With the ability to beam reliable bandwidth to anywhere on earth, satellites help progress initiatives across geographical barriers to far flung communities, bringing infrastructure to fragile economies and isolated communities, or aiding humanitarian efforts in disaster-hit areas.

Being an active participant and driver of many e-inclusion projects, SES is providing underserved populations with inclusive connectivity – from critical satellite capacity to the deployment of platforms and applications.
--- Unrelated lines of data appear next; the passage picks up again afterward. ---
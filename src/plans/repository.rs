use async_trait::async_trait;
use sqlx::PgPool;
use thiserror::Error;

use super::{PlanName, PlanRecord};
use crate::auth::SubjectId;

/// Errors from the plan persistence layer
#[derive(Debug, Error)]
pub enum RepositoryError {
    /// A row for this subject already exists (unique constraint on `subject_id`)
    #[error("Plan record already exists")]
    Duplicate,

    /// Connectivity or contention problem that may succeed on retry
    #[error("Plan storage temporarily unavailable: {0}")]
    Unavailable(String),

    #[error("Plan storage query failed: {0}")]
    Query(String),
}

impl RepositoryError {
    pub fn is_transient(&self) -> bool {
        matches!(self, RepositoryError::Unavailable(_))
    }
}

impl From<sqlx::Error> for RepositoryError {
    fn from(err: sqlx::Error) -> Self {
        match &err {
            sqlx::Error::Database(db) => match db.code().as_deref() {
                Some("23505") => RepositoryError::Duplicate,
                // serialization_failure, deadlock_detected
                Some("40001") | Some("40P01") => RepositoryError::Unavailable(err.to_string()),
                _ => RepositoryError::Query(err.to_string()),
            },
            sqlx::Error::PoolTimedOut
            | sqlx::Error::PoolClosed
            | sqlx::Error::Io(_)
            | sqlx::Error::Tls(_)
            | sqlx::Error::Protocol(_)
            | sqlx::Error::WorkerCrashed => RepositoryError::Unavailable(err.to_string()),
            _ => RepositoryError::Query(err.to_string()),
        }
    }
}

/// Row-level plan storage. Each call is a single atomic statement; the
/// insert-or-fetch and update-or-insert sequences live in `PlanStore`.
#[async_trait]
pub trait PlanRepository: Send + Sync {
    async fn find(&self, subject: &SubjectId) -> Result<Option<PlanRecord>, RepositoryError>;

    /// Insert a new row. Must fail with `Duplicate` if the subject already has one.
    async fn insert(&self, subject: &SubjectId, plan: PlanName)
        -> Result<PlanRecord, RepositoryError>;

    /// Update an existing row, returning `None` when there is nothing to update.
    async fn update(
        &self,
        subject: &SubjectId,
        plan: PlanName,
    ) -> Result<Option<PlanRecord>, RepositoryError>;

    async fn ping(&self) -> Result<(), RepositoryError>;
}

/// Postgres-backed plan storage over the `user_plans` table
#[derive(Clone)]
pub struct PgPlanRepository {
    pool: PgPool,
}

impl PgPlanRepository {
    pub fn new(pool: PgPool) -> Self {
        Self { pool }
    }
}

#[async_trait]
impl PlanRepository for PgPlanRepository {
    async fn find(&self, subject: &SubjectId) -> Result<Option<PlanRecord>, RepositoryError> {
        let record = sqlx::query_as::<_, PlanRecord>(
            r#"
            SELECT subject_id, plan, updated_at
            FROM user_plans
            WHERE subject_id = $1
            "#,
        )
        .bind(subject.as_str())
        .fetch_optional(&self.pool)
        .await?;

        Ok(record)
    }

    async fn insert(
        &self,
        subject: &SubjectId,
        plan: PlanName,
    ) -> Result<PlanRecord, RepositoryError> {
        let record = sqlx::query_as::<_, PlanRecord>(
            r#"
            INSERT INTO user_plans (subject_id, plan, updated_at)
            VALUES ($1, $2, now())
            RETURNING subject_id, plan, updated_at
            "#,
        )
        .bind(subject.as_str())
        .bind(plan.as_str())
        .fetch_one(&self.pool)
        .await?;

        Ok(record)
    }

    async fn update(
        &self,
        subject: &SubjectId,
        plan: PlanName,
    ) -> Result<Option<PlanRecord>, RepositoryError> {
        let record = sqlx::query_as::<_, PlanRecord>(
            r#"
            UPDATE user_plans
            SET plan = $2, updated_at = now()
            WHERE subject_id = $1
            RETURNING subject_id, plan, updated_at
            "#,
        )
        .bind(subject.as_str())
        .bind(plan.as_str())
        .fetch_optional(&self.pool)
        .await?;

        Ok(record)
    }

    async fn ping(&self) -> Result<(), RepositoryError> {
        sqlx::query("SELECT 1").execute(&self.pool).await?;
        Ok(())
    }
}
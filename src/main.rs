use anyhow::Context;
use clap::Parser;
use std::sync::Arc;
use tracing_subscriber::EnvFilter;

use what_went_wrong_api::{
    app::{self, AppState},
    auth::{JwksKeyResolver, TokenVerifier},
    config::AppConfig,
    database,
    plans::{PgPlanRepository, PlanStore},
};

#[derive(Parser)]
#[command(name = "what-went-wrong-api")]
#[command(about = "What Went Wrong API server")]
#[command(version)]
struct ServerArgs {
    #[arg(long, default_value = "0.0.0.0", help = "Address to bind")]
    host: String,

    #[arg(long, env = "PORT", default_value_t = 3000, help = "Port to listen on")]
    port: u16,
}

#[tokio::main]
async fn main() -> anyhow::Result<()> {
    // Load .env if present so cargo run picks up AUTH0_DOMAIN, DATABASE_URL, etc.
    let _ = dotenvy::dotenv();

    tracing_subscriber::fmt()
        .with_env_filter(
            EnvFilter::try_from_default_env().unwrap_or_else(|_| EnvFilter::new("info")),
        )
        .init();

    let args = ServerArgs::parse();

    let config = AppConfig::from_env().context("invalid configuration")?;
    tracing::info!("Starting What Went Wrong API in {:?} mode", config.environment);

    let pool = database::connect(&config.database)
        .await
        .context("failed to connect to database")?;

    let jwks_url = config.auth.jwks_url()?;
    let resolver = Arc::new(
        JwksKeyResolver::discover(jwks_url, &config.jwks)
            .await
            .context("failed to load signing keys")?,
    );
    let refresh = resolver.clone().spawn_refresh(config.jwks.refresh_interval());

    let verifier = TokenVerifier::new(resolver, config.auth.audience.clone(), config.auth.issuer())
        .with_leeway(config.auth.leeway());
    let plans = PlanStore::new(Arc::new(PgPlanRepository::new(pool)), config.plans.clone());

    let state = AppState::new(
        Arc::new(verifier),
        plans,
        config.auth.expose_failure_detail,
    );

    let bind_addr = format!("{}:{}", args.host, args.port);
    let listener = tokio::net::TcpListener::bind(&bind_addr)
        .await
        .with_context(|| format!("failed to bind {}", bind_addr))?;

    tracing::info!("What Went Wrong API listening on http://{}", bind_addr);

    axum::serve(listener, app::router(state))
        .with_graceful_shutdown(shutdown_signal())
        .await
        .context("server error")?;

    refresh.abort();
    tracing::info!("Server stopped");
    Ok(())
}

async fn shutdown_signal() {
    let ctrl_c = async {
        if let Err(e) = tokio::signal::ctrl_c().await {
            tracing::warn!("Failed to listen for ctrl-c: {}", e);
            std::future::pending::<()>().await;
        }
    };

    #[cfg(unix)]
    let terminate = async {
        match tokio::signal::unix::signal(tokio::signal::unix::SignalKind::terminate()) {
            Ok(mut signal) => {
                signal.recv().await;
            }
            Err(e) => {
                tracing::warn!("Failed to listen for SIGTERM: {}", e);
                std::future::pending::<()>().await;
            }
        }
    };

    #[cfg(not(unix))]
    let terminate = std::future::pending::<()>();

    tokio::select! {
        _ = ctrl_c => {},
        _ = terminate => {},
    }

    tracing::info!("Shutdown signal received, draining connections");
}
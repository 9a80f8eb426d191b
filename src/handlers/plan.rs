use axum::{
    extract::{rejection::JsonRejection, State},
    Json,
};
use serde::{Deserialize, Serialize};

use crate::app::AppState;
use crate::entitlements::{self, Entitlements};
use crate::error::ApiError;
use crate::middleware::RequestContext;

#[derive(Debug, Serialize, Deserialize)]
pub struct PlanResponse {
    pub plan: String,
    pub entitlements: Entitlements,
}

#[derive(Debug, Deserialize)]
pub struct UpdatePlanRequest {
    pub plan: String,
}

/// GET /api/v1/me/plan - Current plan and the entitlements it grants
///
/// Answers from the plan the entitlement gate loaded for this request.
pub async fn get_me_plan(ctx: RequestContext) -> Json<PlanResponse> {
    Json(PlanResponse {
        plan: ctx.plan.plan,
        entitlements: ctx.entitlements,
    })
}

/// POST /api/v1/me/plan - Switch the caller to another plan
///
/// ```json
/// { "plan": "premium" }
/// ```
pub async fn post_me_plan(
    State(state): State<AppState>,
    ctx: RequestContext,
    payload: Result<Json<UpdatePlanRequest>, JsonRejection>,
) -> Result<Json<PlanResponse>, ApiError> {
    let Json(request) = payload.map_err(|rejection| ApiError::bad_request(rejection.body_text()))?;

    let record = state.plans.set_plan(&ctx.subject, &request.plan).await?;

    Ok(Json(PlanResponse {
        entitlements: entitlements::resolve(&record.plan),
        plan: record.plan,
    }))
}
Three ways to deploy SES inclusive connectivity

  1. On-the-go deployment
    Enabling communications at the earliest possible time can be a matter of life and death in disaster areas, as intelligence and coordination are critical to bring aid to the survivors. That’s why SES, together with partners, developed a lightweight satellite solution that could be carried anywhere in the world, even in an unstable environment, and be set up much faster.
    This concept was brought to fruition in a complete satellite communications kit for the emergency.lu project, which includes a lightweight antenna that is easy to assemble, extremely robust – and small enough to fit in an Air Ambulance jet plane. The kit has been widely used since 2012, at one point in South Sudan to help coordinate aid efforts for those displaced by ethnic violence. Currently it is deployed by the Luxembourg government around the globe at the request of humanitarian organisations.
     
  2. Long term infrastructure
    Using robust and easily deployed hardware, SES allows long term connectivity in infrastructure setups, such as with the SATMED project. Dedicated to bringing e-applications over the cloud to medical staff and organisations in remote locations, this service is instrumental in improving medical and healthcare with applications like e-care, e-learning, e-health administration and financing, and video conferencing.
    E-learning is another infrastructure-based example of e-inclusion. By providing reliable connectivity to schools students get connected to the world with access to up-to-date resources, and teachers can participate in training courses more easily. For instance last year SES partnered with SOLARKIOSK to connect and power a school in the Zaatari refugee camp in Jordan. SOLARKIOSK’s delivered their E-HUBB solution to power internet access, lights, printers, etc and SES offered connectivity to provide students with quality e-learning from the electronic materials sponsored by UNICEF.
    And there are many more similar examples. The e-agriculture deployment in the Netherlands for instance provides farming communities with broadband Internet and up-to-date information about their industry and operations; while the e-microfinance projects in West Africa bring money transfer and ATM machines to remote populations.
     
  3. On-demand deployment in temporary locations
    Large scale events that require a tremendous spike in stable bandwidth, but only for limited duration, can also benefit from the on-demand connectivity of satellites. Elections acting as a prime example.
    In Burkina Faso at the request of the Commission Electorale Nationale Indépendante (CENI) SES and local partners delivered an e-election solution during their 2012 municipal elections and the Burkina-Faso presidential elections in 2015. The latter was a massive undertaking that saw secure digital transmission of vote tallies from over 18,000 electoral offices. The central collection centre in the capital Ouagadougou was set up as a hub for the 368 polling stations across the nation, all enabled with VSAT terminals.
    Citizens could access provisional results on the Internet and over public TV broadcast, allowing them to follow the election as it unfolded, with the numbers published the day after the election ended – a first in Africa and the benchmark for future elections.

Beneficiaries of inclusive connectivity
The global connectivity that SES delivers is a crucial component in bridging the digital divide. Communities in infrastructure-poor areas are made beneficiaries of these swift deployments, as they participate in and learn from global dynamics, thereby raising living standards and saving lives.